**WHAT THIS TASK INVOLVES**.
Keeping every line intact, print the records that follow.

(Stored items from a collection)
────────────────────
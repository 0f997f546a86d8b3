//! Unit marker trait.

use core::fmt::Debug;

/// Trait implemented by every angular **unit** type.
///
/// * `FULL_TURN` is the size of one revolution counted in this unit: `360` for degrees, `τ` for radians, `24` for
///   hour angles. Conversions go through the fraction of a turn, so no unit is privileged.
///
/// * `SYMBOL` is the printable string (e.g. `"Deg"` or `"Rad"`).
///
/// # Invariants
///
/// - Implementations should be zero-sized marker types.
/// - `FULL_TURN` must be finite and strictly positive.
///
/// Implement it with `#[derive(Unit)]` and a `#[unit(symbol = "...", full_turn = ...)]` attribute.
pub trait Unit: Copy + PartialEq + Debug + 'static {
    /// One revolution expressed in this unit.
    const FULL_TURN: f64;

    /// Printable symbol, shown by [`core::fmt::Display`].
    const SYMBOL: &'static str;
}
────────────────────
**ANSWER SPACE**.
repository 0f997f546a86d8b3
//! Unit marker trait.

use core::fmt::Debug;

/// Trait implemented by every angular **unit** type.
///
/// * `FULL_TURN` is the size of one revolution counted in this unit: `360` for degrees, `τ` for radians, `24` for
///   hour angles. Conversions go through the fraction of a turn, so no unit is privileged.
///
/// * `SYMBOL` is the printable string (e.g. `"Deg"` or `"Rad"`).
///
/// # Invariants
///
/// - Implementations should be zero-sized marker types.
/// - `FULL_TURN` must be finite and strictly positive.
///
/// Implement it with `#[derive(Unit)]` and a `#[unit(symbol = "...", full_turn = ...)]` attribute.
pub trait Unit: Copy + PartialEq + Debug + 'static {
    /// One revolution expressed in this unit.
    const FULL_TURN: f64;

    /// Printable symbol, shown by [`core::fmt::Display`].
    const SYMBOL: &'static str;
}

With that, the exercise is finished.